• [WHAT IS REQUIRED] Show, from the records below, all lines that contain the word "impl".

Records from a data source
####################

//! Timestamp value type.

use chrono::{DateTime, FixedOffset, Local, SecondsFormat, TimeZone};
use std::fmt;

/// Milliseconds per quarter of an hour.
const QUARTER_HOUR_MS: i64 = 15 * 60 * 1000;

/// A point in time: milliseconds since the Unix epoch plus the local UTC
/// offset, kept at quarter-hour granularity.
///
/// The coarse offset keeps the bit encoding small (7 signed bits cover
/// every real-world zone, UTC-12:00 through UTC+14:00) while preserving
/// the local wall-clock time the value was captured at, which matters for
/// field data collected across time zones.
#[derive(Debug, Clone, Copy, PartialEq, Eq, PartialOrd, Ord)]
pub struct TimeStamp {
    ms_since_epoch: i64,
    quarter_hour_offset: i8,
}

impl TimeStamp {
    /// Creates a timestamp from raw parts.
    #[must_use]
    pub fn new(ms_since_epoch: i64, quarter_hour_offset: i8) -> Self {
        Self {
            ms_since_epoch,
            quarter_hour_offset,
        }
    }

    /// The current time in the local zone.
    #[must_use]
    pub fn now() -> Self {
        Self::from_datetime(&Local::now().fixed_offset())
    }

    /// Converts from a chrono datetime, truncating the zone offset to
    /// quarter-hour granularity.
    #[must_use]
    pub fn from_datetime(value: &DateTime<FixedOffset>) -> Self {
        Self {
            ms_since_epoch: value.timestamp_millis(),
            quarter_hour_offset: (i64::from(value.offset().local_minus_utc()) * 1000
                / QUARTER_HOUR_MS) as i8,
        }
    }

    /// Converts to a chrono datetime in the stored offset.
    ///
    /// Returns `None` when the millisecond count lies outside chrono's
    /// representable range.
    #[must_use]
    pub fn to_datetime(&self) -> Option<DateTime<FixedOffset>> {
        let offset = FixedOffset::east_opt(
            (i64::from(self.quarter_hour_offset) * QUARTER_HOUR_MS / 1000) as i32,
        )?;
        offset.timestamp_millis_opt(self.ms_since_epoch).single()
    }

    /// Milliseconds since the Unix epoch (UTC).
    #[must_use]
    pub fn ms_since_epoch(&self) -> i64 {
        self.ms_since_epoch
    }

    /// UTC offset in quarters of an hour.
    #[must_use]
    pub fn quarter_hour_offset(&self) -> i8 {
        self.quarter_hour_offset
    }

    /// RFC 3339 text form with millisecond precision, used for SQL storage.
    #[must_use]
    pub fn to_rfc3339(&self) -> String {
        match self.to_datetime() {
            Some(dt) => dt.to_rfc3339_opts(SecondsFormat::Millis, true),
            // Out-of-range values cannot occur for timestamps we created,
            // but fall back to the raw form rather than panic.
            None => format!("@{}q{}", self.ms_since_epoch, self.quarter_hour_offset),
        }
    }

    /// Parses the RFC 3339 text form produced by [`TimeStamp::to_rfc3339`].
    pub fn parse_rfc3339(text: &str) -> Result<Self, chrono::ParseError> {
        DateTime::parse_from_rfc3339(text).map(|dt| Self::from_datetime(&dt))
    }
}

impl fmt::Display for TimeStamp {
    fn fmt(&self, f: &mut fmt::Formatter<'_>) -> fmt::Result {
        f.write_str(&self.to_rfc3339())
    }
}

####################

• [EXERCISE ANSWER]
impl TimeStamp {
impl fmt::Display for TimeStamp {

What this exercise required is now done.